Nassim Kiamouche: Discours démocratique et inclusion politique au Mali

Nassim Kiamouche: Discours démocratique et inclusion politique au Mali

En marge de la clôture du Sommet de l’Elysée pour la Paix et la Sécurité en Afrique, le président François Hollande a raffermi la position de la France au Mali en plaidant pour le désarmement du Mouvement National pour la Libération de l’Azawad (MNLA) et pour son inclusion dans un dialogue politique avec Bamako. La déclaration du chef d’Etat français intervient comme une réponse au communiqué du 29 novembre dernier où le vice-président de l’organisation indépendantiste touarègue a mis fin au cessez-le-feu négocié quelques mois plus tôt lors des accords de Ouagadougou. Si le compromis alors trouvé était parvenu à contourner la question épineuse du désarmement du MNLA en assurant la tenue des élections législatives du 24 novembre dernier, la reprise des tensions marque l’épilogue d’une parenthèse aux allures démocratiques censée préparer les conditions d’une sortie de crise. Une parenthèse basée sur des accords fragiles qui ont certes permis l’organisation des élections présidentielles de juillet 2013, mais qui n’ont en rien changé la position de Bamako et de ses alliés étrangers vis-à-vis des revendications touarègues.

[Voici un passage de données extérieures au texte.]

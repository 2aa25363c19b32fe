//! Router policy-chain and outbox behavior against in-memory collaborators

use assert_matches::assert_matches;
use satchel_core::{
    CacheConfig, EnvelopeConfig, IdentityKey, IdentityKeypair, PeerId, RouterConfig,
    TokenTransferRecord, KIND_GIFT_WRAP,
};
use satchel_envelope::{GiftWrapper, SeenCache, SubscriptionWindow};
use satchel_router::{SendOutcome, TransportKind, TransportRouter};
use satchel_testkit::keys::sender_and_recipient;
use satchel_testkit::{MemoryDirectory, MemoryMesh, MemoryRedeemer, MemoryRelay};
use std::sync::Arc;

type TestRouter = TransportRouter<
    Arc<MemoryMesh>,
    Arc<MemoryRelay>,
    Arc<MemoryDirectory>,
    Arc<MemoryRedeemer>,
>;

struct Fixture {
    mesh: Arc<MemoryMesh>,
    relay: Arc<MemoryRelay>,
    directory: Arc<MemoryDirectory>,
    redeemer: Arc<MemoryRedeemer>,
    router: TestRouter,
    keys: IdentityKeypair,
}

fn fixture_with_config(config: RouterConfig) -> Fixture {
    let mesh = Arc::new(MemoryMesh::new());
    let relay = Arc::new(MemoryRelay::new());
    let directory = Arc::new(MemoryDirectory::new());
    let redeemer = Arc::new(MemoryRedeemer::new());
    let (keys, _) = sender_and_recipient();
    let wrapper = GiftWrapper::new(
        keys.clone(),
        EnvelopeConfig::default(),
        Arc::new(SeenCache::new(CacheConfig::default())),
    );
    let router = TransportRouter::new(
        Arc::clone(&mesh),
        Arc::clone(&relay),
        Arc::clone(&directory),
        Arc::clone(&redeemer),
        wrapper,
        SubscriptionWindow::new(EnvelopeConfig::default()),
        PeerId::from("0011223344556677"),
        config,
    );
    Fixture {
        mesh,
        relay,
        directory,
        redeemer,
        router,
        keys,
    }
}

fn fixture() -> Fixture {
    fixture_with_config(RouterConfig::default())
}

fn recipient_peer() -> PeerId {
    PeerId::from("8899aabbccddeeff")
}

fn recipient_keys() -> IdentityKeypair {
    sender_and_recipient().1
}

fn record(fx: &Fixture) -> TokenTransferRecord {
    TokenTransferRecord::new(
        fx.keys.identity(),
        PeerId::from("0011223344556677"),
        100,
        "sat",
        "cashuAeyJ0b2tlbiI6W119",
        "https://mint.example.com",
    )
}

#[tokio::test]
async fn reachable_mesh_peer_never_touches_the_relay() {
    let fx = fixture();
    let peer = recipient_peer();
    fx.mesh.add_reachable(peer.clone());
    // relay would be viable too; the tie-break must still pick mesh
    fx.directory.set_mutual(peer.clone(), recipient_keys().identity());

    let outcome = fx.router.send(&record(&fx), &peer).await;

    assert_eq!(outcome, SendOutcome::Sent(TransportKind::Mesh));
    assert_eq!(fx.mesh.sent_count(), 1);
    assert_eq!(fx.relay.published_count(), 0);
    assert_eq!(fx.router.queued_count(&peer), 0);

    // the mesh carried a decodable wire payload with the token intact
    let (sent_to, payload) = fx.mesh.sent().remove(0);
    assert_eq!(sent_to, peer);
    let decoded = satchel_wire::decode(&payload).expect("decode");
    assert_eq!(decoded.token_payload, "cashuAeyJ0b2tlbiI6W119");
}

#[tokio::test]
async fn unreachable_mutual_favorite_goes_over_the_relay() {
    let fx = fixture();
    let peer = recipient_peer();
    let recipient = recipient_keys();
    fx.directory.set_mutual(peer.clone(), recipient.identity());

    let mut rec = record(&fx);
    rec.id = "abc".to_string();
    rec.sender_identity = IdentityKey::from("npub1xyz");
    let outcome = fx.router.send(&rec, &peer).await;

    assert_eq!(outcome, SendOutcome::Sent(TransportKind::Relay));
    assert_eq!(fx.mesh.sent_count(), 0);
    assert_eq!(fx.router.queued_count(&peer), 0);

    let published = fx.relay.published();
    assert_eq!(published.len(), 1);
    let wrap = &published[0];
    assert_eq!(wrap.kind, KIND_GIFT_WRAP);
    assert_eq!(wrap.recipient_tag(), Some(recipient.identity()));
    // the wrap's author is an ephemeral key, not our identity
    assert_ne!(wrap.author(), fx.keys.identity());
}

#[tokio::test]
async fn no_transport_queues_and_touches_neither_log() {
    let fx = fixture();
    let peer = recipient_peer();

    let outcome = fx.router.send(&record(&fx), &peer).await;

    assert_eq!(outcome, SendOutcome::Queued);
    assert_eq!(fx.mesh.sent_count(), 0);
    assert_eq!(fx.relay.published_count(), 0);
    assert_eq!(fx.router.queued_count(&peer), 1);
    assert_eq!(fx.router.all_queued().len(), 1);
}

#[tokio::test]
async fn one_sided_favorite_is_not_relay_eligible() {
    let fx = fixture();
    let peer = recipient_peer();
    fx.directory.set(
        peer.clone(),
        satchel_core::Relationship {
            is_favorite: true,
            they_favorited_us: false,
            relay_identity: Some(recipient_keys().identity()),
        },
    );

    assert_eq!(fx.router.send(&record(&fx), &peer).await, SendOutcome::Queued);
    assert_eq!(fx.relay.published_count(), 0);
}

#[tokio::test]
async fn mesh_failure_falls_through_to_relay() {
    let fx = fixture();
    let peer = recipient_peer();
    fx.mesh.add_reachable(peer.clone());
    fx.mesh.fail_sends_to(peer.clone());
    fx.directory.set_mutual(peer.clone(), recipient_keys().identity());

    let outcome = fx.router.send(&record(&fx), &peer).await;
    assert_eq!(outcome, SendOutcome::Sent(TransportKind::Relay));
    assert_eq!(fx.relay.published_count(), 1);
}

#[tokio::test]
async fn relay_failure_falls_through_to_queue() {
    let fx = fixture();
    let peer = recipient_peer();
    fx.directory.set_mutual(peer.clone(), recipient_keys().identity());
    fx.relay.fail_publishes(true);

    let outcome = fx.router.send(&record(&fx), &peer).await;
    assert_eq!(outcome, SendOutcome::Queued);
    assert_eq!(fx.router.queued_count(&peer), 1);
}

#[tokio::test]
async fn flush_delivers_queued_sends_when_peer_appears() {
    let fx = fixture();
    let peer = recipient_peer();
    fx.router.send(&record(&fx), &peer).await;
    assert_eq!(fx.router.queued_count(&peer), 1);

    fx.mesh.add_reachable(peer.clone());
    let delivered = fx.router.flush(&peer).await;

    assert_eq!(delivered, 1);
    assert_eq!(fx.router.queued_count(&peer), 0);
    assert_eq!(fx.mesh.sent_count(), 1);
}

#[tokio::test]
async fn partial_flush_keeps_undelivered_entries() {
    let fx = fixture();
    let peer = recipient_peer();
    fx.router.send(&record(&fx), &peer).await;
    fx.router.send(&record(&fx), &peer).await;
    assert_eq!(fx.router.queued_count(&peer), 2);

    // reachable but every send fails: flush must not lose the entries
    fx.mesh.add_reachable(peer.clone());
    fx.mesh.fail_sends_to(peer.clone());
    let delivered = fx.router.flush(&peer).await;

    assert_eq!(delivered, 0);
    assert_eq!(fx.router.queued_count(&peer), 2);
}

#[tokio::test]
async fn flush_does_not_requeue_its_own_failures() {
    let fx = fixture();
    let peer = recipient_peer();
    fx.router.send(&record(&fx), &peer).await;

    // no transport viable during the flush either
    let delivered = fx.router.flush(&peer).await;
    assert_eq!(delivered, 0);
    // still exactly one entry, not one per failed retry
    assert_eq!(fx.router.queued_count(&peer), 1);
}

#[tokio::test]
async fn expired_entries_fail_and_never_deliver() {
    let fx = fixture_with_config(RouterConfig {
        outbox_retention_secs: 0,
    });
    let peer = recipient_peer();
    fx.router.send(&record(&fx), &peer).await;
    assert_eq!(fx.router.queued_count(&peer), 1);

    let expired = fx.router.cleanup_expired();
    assert_eq!(expired.len(), 1);
    assert_matches!(
        &expired[0].1,
        SendOutcome::Failed { reason } if reason == "expired"
    );
    assert_eq!(fx.router.queued_count(&peer), 0);

    // a later flush for that peer must not resurrect the send
    fx.mesh.add_reachable(peer.clone());
    assert_eq!(fx.router.flush(&peer).await, 0);
    assert_eq!(fx.mesh.sent_count(), 0);
}

#[tokio::test]
async fn cleanup_keeps_fresh_entries() {
    let fx = fixture();
    let peer = recipient_peer();
    fx.router.send(&record(&fx), &peer).await;
    assert!(fx.router.cleanup_expired().is_empty());
    assert_eq!(fx.router.queued_count(&peer), 1);
}

#[tokio::test]
async fn broadcast_goes_straight_to_the_mesh() {
    let fx = fixture();
    let outcome = fx.router.broadcast(&record(&fx)).await;
    assert_eq!(outcome, SendOutcome::Sent(TransportKind::Mesh));
    assert_eq!(fx.mesh.broadcasts().len(), 1);
}

#[tokio::test]
async fn inbound_mesh_payload_is_decoded_and_redeemed() {
    let fx = fixture();
    let rec = record(&fx);
    let payload = satchel_wire::encode(&rec).expect("encode");

    let handled = fx
        .router
        .handle_mesh_payload(&recipient_peer(), &payload)
        .await
        .expect("handle");
    let handled = handled.expect("record");
    assert!(handled.claimed);
    assert_eq!(fx.redeemer.redeemed(), vec![rec.token_payload.clone()]);

    // same token again: idempotent redemption, record not re-claimed
    let again = fx
        .router
        .handle_mesh_payload(&recipient_peer(), &payload)
        .await
        .expect("handle")
        .expect("record");
    assert!(!again.claimed);
    assert_eq!(fx.redeemer.redeemed().len(), 1);
}

#[tokio::test]
async fn inbound_garbage_is_dropped_silently() {
    let fx = fixture();
    let handled = fx
        .router
        .handle_mesh_payload(&recipient_peer(), &[0xFF; 16])
        .await
        .expect("handle");
    assert!(handled.is_none());
    assert!(fx.redeemer.redeemed().is_empty());
}

#[tokio::test]
async fn redemption_failure_is_surfaced() {
    let fx = fixture();
    fx.redeemer.fail_with("mint unreachable");
    let payload = satchel_wire::encode(&record(&fx)).expect("encode");
    let result = fx
        .router
        .handle_mesh_payload(&recipient_peer(), &payload)
        .await;
    assert!(result.is_err());
}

L’attitude de la communauté internationale, menée par la France et l’Union Européenne[1], relaie en effet le ton menaçant de la Communauté Economique des Etats de l’Afrique de l’Ouest (CEDEAO) à l’égard d’une contestation touarègue vieille de plus d’un demi-siècle. Au mois d’avril 2012, suite à la proclamation de l’indépendance de l’Azawad, territoire des populations touarègues au nord du Mali, un communiqué de la CEDEAO avait réaffirmé que « le Mali est “un et indivisible” et qu’elle usera de tous les moyens, y compris le recours à la force, pour assurer l’intégrité territoriale du pays. »[2] Une menace visant, il est vrai, les nombreux groupes affiliés ou dissidents d’Al-Qaeda au Maghreb islamique (AQMI) présents dans la région, mais aussi des populations géographiquement et politiquement isolées que le gouvernement de Bamako et ses alliés européens peinent à inclure dans leur projet démocratique. Le traitement gouvernemental à l’égard de la cause autonomiste de l’Azawad, y compris dans sa version laïque telle qu’exprimée dans les rangs du MNLA, représente aujourd’hui encore l’un des principaux obstacles à l’émancipation démocratique du pays.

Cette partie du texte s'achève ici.